To be specific, the proposal suggested that military psychologists should be back in Guantanamo and similar sites in order to provide treatment for detainees. (Note that neither the 2008 referendum, nor the 2015 decision, said that psychologists could not provide treatment for detainees. It said that treatment could be provided if the detainee was the client. In doing that, APA was protecting military psychologists from pressures that might arise based on their dual loyalties. It appears that this 2016 proposal is a first step in a larger plan whose goals is less to get treatment or detainees and more to roll back the entire referendum—indeed one only has to look at the web page of complaints about the Independent Review to see how badly some psychologists want the referendum rolled back.

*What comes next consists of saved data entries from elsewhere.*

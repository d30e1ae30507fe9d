use chrono::{DateTime, Utc};
use serde::{Deserialize, Serialize};
use std::collections::HashMap;
use std::panic::{self, AssertUnwindSafe};
use std::sync::{Arc, Mutex, MutexGuard};
use std::time::Duration;
use tokio_util::sync::CancellationToken;

pub type OperationId = String;

#[derive(Debug, Clone, Copy, Serialize, Deserialize, PartialEq, Eq)]
#[serde(rename_all = "snake_case")]
pub enum OperationStatus {
    Pending,
    Running,
    Paused,
    Completed,
    Failed,
    Cancelled,
}

impl OperationStatus {
    pub fn is_finished(self) -> bool {
        matches!(
            self,
            OperationStatus::Completed | OperationStatus::Failed | OperationStatus::Cancelled
        )
    }
}

#[derive(Debug, Clone, Serialize, Deserialize)]
pub struct Operation {
    pub id: OperationId,
    pub name: String,
    pub status: OperationStatus,
    pub current: u64,
    pub total: u64,
    pub percentage: f64,
    pub start_time: Option<DateTime<Utc>>,
    pub end_time: Option<DateTime<Utc>>,
    pub elapsed_time: Option<Duration>,
    pub current_item: Option<String>,
    pub items_processed: u64,
    pub items_failed: u64,
    pub status_message: String,
    pub last_error: Option<String>,
}

impl Operation {
    fn new(id: &str, name: &str, total: u64) -> Self {
        Self {
            id: id.to_string(),
            name: name.to_string(),
            status: OperationStatus::Pending,
            current: 0,
            total,
            percentage: 0.0,
            start_time: None,
            end_time: None,
            elapsed_time: None,
            current_item: None,
            items_processed: 0,
            items_failed: 0,
            status_message: String::new(),
            last_error: None,
        }
    }

    fn recompute_percentage(&mut self) {
        if self.total > 0 {
            self.percentage = self.current as f64 / self.total as f64 * 100.0;
        }
    }

    fn finish(&mut self, status: OperationStatus) {
        let end = Utc::now();
        let start = *self.start_time.get_or_insert(end);
        self.status = status;
        self.end_time = Some(end);
        self.elapsed_time = Some((end - start).to_std().unwrap_or_default());
    }
}

pub type Listener = Arc<dyn Fn(&Operation) + Send + Sync>;

#[derive(Default)]
struct Registry {
    operations: HashMap<OperationId, (Operation, CancellationToken)>,
    last_created: Option<OperationId>,
    listeners: Vec<Listener>,
}

/// Single mutation point for every long-running operation. Shared by cloning.
#[derive(Clone, Default)]
pub struct OperationTracker {
    inner: Arc<Mutex<Registry>>,
}

impl OperationTracker {
    pub fn new() -> Self {
        Self::default()
    }

    /// `<prefix>_<uuid>`, unique per call.
    pub fn next_id(prefix: &str) -> OperationId {
        format!("{}_{}", prefix, uuid::Uuid::new_v4())
    }

    fn lock(&self) -> MutexGuard<'_, Registry> {
        self.inner.lock().unwrap_or_else(|poisoned| poisoned.into_inner())
    }

    pub fn add_listener(&self, listener: Listener) {
        self.lock().listeners.push(listener);
    }

    pub fn create(&self, id: &str, name: &str, total: u64) -> Operation {
        let snapshot = {
            let mut registry = self.lock();
            let op = Operation::new(id, name, total);
            registry
                .operations
                .insert(id.to_string(), (op.clone(), CancellationToken::new()));
            registry.last_created = Some(id.to_string());
            op
        };
        self.notify(&snapshot);
        snapshot
    }

    /// Moves `id` to Running, creating it (named after its id) when unknown.
    pub fn start(&self, id: &str, total: Option<u64>) -> Operation {
        if self.get(id).is_none() {
            self.create(id, id, total.unwrap_or(0));
        }
        self.apply(id, |op| {
            op.status = OperationStatus::Running;
            op.start_time = Some(Utc::now());
            op.end_time = None;
            op.elapsed_time = None;
            if let Some(total) = total {
                op.total = total;
            }
            op.recompute_percentage();
        })
        .unwrap_or_else(|| Operation::new(id, id, total.unwrap_or(0)))
    }

    pub fn update(
        &self,
        id: &str,
        current: Option<u64>,
        current_item: Option<&str>,
        status_message: Option<&str>,
    ) -> bool {
        self.apply(id, |op| {
            if let Some(current) = current {
                op.current = current;
                op.recompute_percentage();
            }
            if let Some(item) = current_item {
                op.current_item = Some(item.to_string());
                op.items_processed += 1;
            }
            if let Some(message) = status_message {
                op.status_message = message.to_string();
            }
        })
        .is_some()
    }

    /// Sets the expected item count once it is known, keeping the current status.
    pub fn set_total(&self, id: &str, total: u64) -> bool {
        self.apply(id, |op| {
            op.total = total;
            op.recompute_percentage();
        })
        .is_some()
    }

    pub fn record_failure(&self, id: &str, item: &str, error: &str) -> bool {
        self.apply(id, |op| {
            op.items_failed += 1;
            op.current_item = Some(item.to_string());
            op.last_error = Some(error.to_string());
        })
        .is_some()
    }

    pub fn pause(&self, id: &str) -> bool {
        self.apply(id, |op| {
            if op.status == OperationStatus::Running {
                op.status = OperationStatus::Paused;
            }
        })
        .is_some()
    }

    pub fn resume(&self, id: &str) -> bool {
        self.apply(id, |op| {
            if op.status == OperationStatus::Paused {
                op.status = OperationStatus::Running;
            }
        })
        .is_some()
    }

    /// With `id == None`, completes the most recently created operation.
    pub fn complete(&self, id: Option<&str>, success: bool) -> bool {
        let Some(id) = id.map(str::to_string).or_else(|| self.lock().last_created.clone()) else {
            return false;
        };
        self.apply(&id, |op| {
            if success {
                op.current = op.total.max(op.current);
                op.recompute_percentage();
                op.finish(OperationStatus::Completed);
            } else {
                op.finish(OperationStatus::Failed);
            }
        })
        .is_some()
    }

    pub fn fail(&self, id: &str, error: &str) -> bool {
        self.apply(id, |op| {
            op.last_error = Some(error.to_string());
            op.finish(OperationStatus::Failed);
        })
        .is_some()
    }

    /// Signals the operation's token. The worker observes it and calls `mark_cancelled`.
    pub fn cancel(&self, id: &str) -> bool {
        match self.lock().operations.get(id) {
            Some((_, token)) => {
                token.cancel();
                true
            }
            None => false,
        }
    }

    pub fn mark_cancelled(&self, id: &str) -> bool {
        self.apply(id, |op| {
            op.status_message = "cancelled".into();
            op.finish(OperationStatus::Cancelled);
        })
        .is_some()
    }

    pub fn token(&self, id: &str) -> Option<CancellationToken> {
        self.lock().operations.get(id).map(|(_, token)| token.clone())
    }

    pub fn get(&self, id: &str) -> Option<Operation> {
        self.lock().operations.get(id).map(|(op, _)| op.clone())
    }

    pub fn all(&self) -> Vec<Operation> {
        self.lock()
            .operations
            .values()
            .map(|(op, _)| op.clone())
            .collect()
    }

    pub fn active(&self) -> Vec<Operation> {
        self.all()
            .into_iter()
            .filter(|op| !op.status.is_finished())
            .collect()
    }

    /// Drops finished operations and returns how many were removed.
    pub fn clear_finished(&self) -> usize {
        let mut registry = self.lock();
        let before = registry.operations.len();
        registry.operations.retain(|_, (op, _)| !op.status.is_finished());
        before - registry.operations.len()
    }

    fn apply(&self, id: &str, f: impl FnOnce(&mut Operation)) -> Option<Operation> {
        let snapshot = {
            let mut registry = self.lock();
            let (op, _) = registry.operations.get_mut(id)?;
            f(op);
            op.clone()
        };
        self.notify(&snapshot);
        Some(snapshot)
    }

    fn notify(&self, snapshot: &Operation) {
        let listeners = self.lock().listeners.clone();
        for listener in listeners {
            if panic::catch_unwind(AssertUnwindSafe(|| listener(snapshot))).is_err() {
                log::warn!("Progress listener panicked while handling {}", snapshot.id);
            }
        }
    }
}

In another show of support for the military at this convention, APA again hosted quite a few booths in the Exhibit Hall that were military or veteran-related, including the following organizations.

Defense Centers of Excellence

Department of Veterans Affairs

Department of Veterans’ Affairs/ VA/DOD Evidence Based Clinical Practice Guidelines

National Center for Telehealth and Technology(DOD)

US Air Force Recruiting

US Army Medical Recruiting

US Army Medicine Civilian Corps

US Navy Recruiting Command

Veterans’ Evaluation Services

I, for one, am appalled that the organization to which I have belonged for decades, and the profession I love, are so compromised by their affection for and the support psychologists receive from the military.

It appears to me that the DOD and VA have a disproportionate amount of power at APA, and that it is past time that their power be challenged. Has anyone noticed that the goals of APA and the US military are essentially incompatible? I have, and I know that APA can and should do a better job of resolving this incompatibility in ways that support its own Ethical Principle: Beneficence and Non Maleficence.

Alice LoCicero, Ph.D., is a board certified clinical psychologist and researcher. Co-founder and first president of the Society for Terrorism Research, she has written two books on youth recruited to terrorism and nine articles and chapters on terrorism. For the upcoming academic year, she will be Visiting Scholar at the Wright Institute in Berkeley, CA.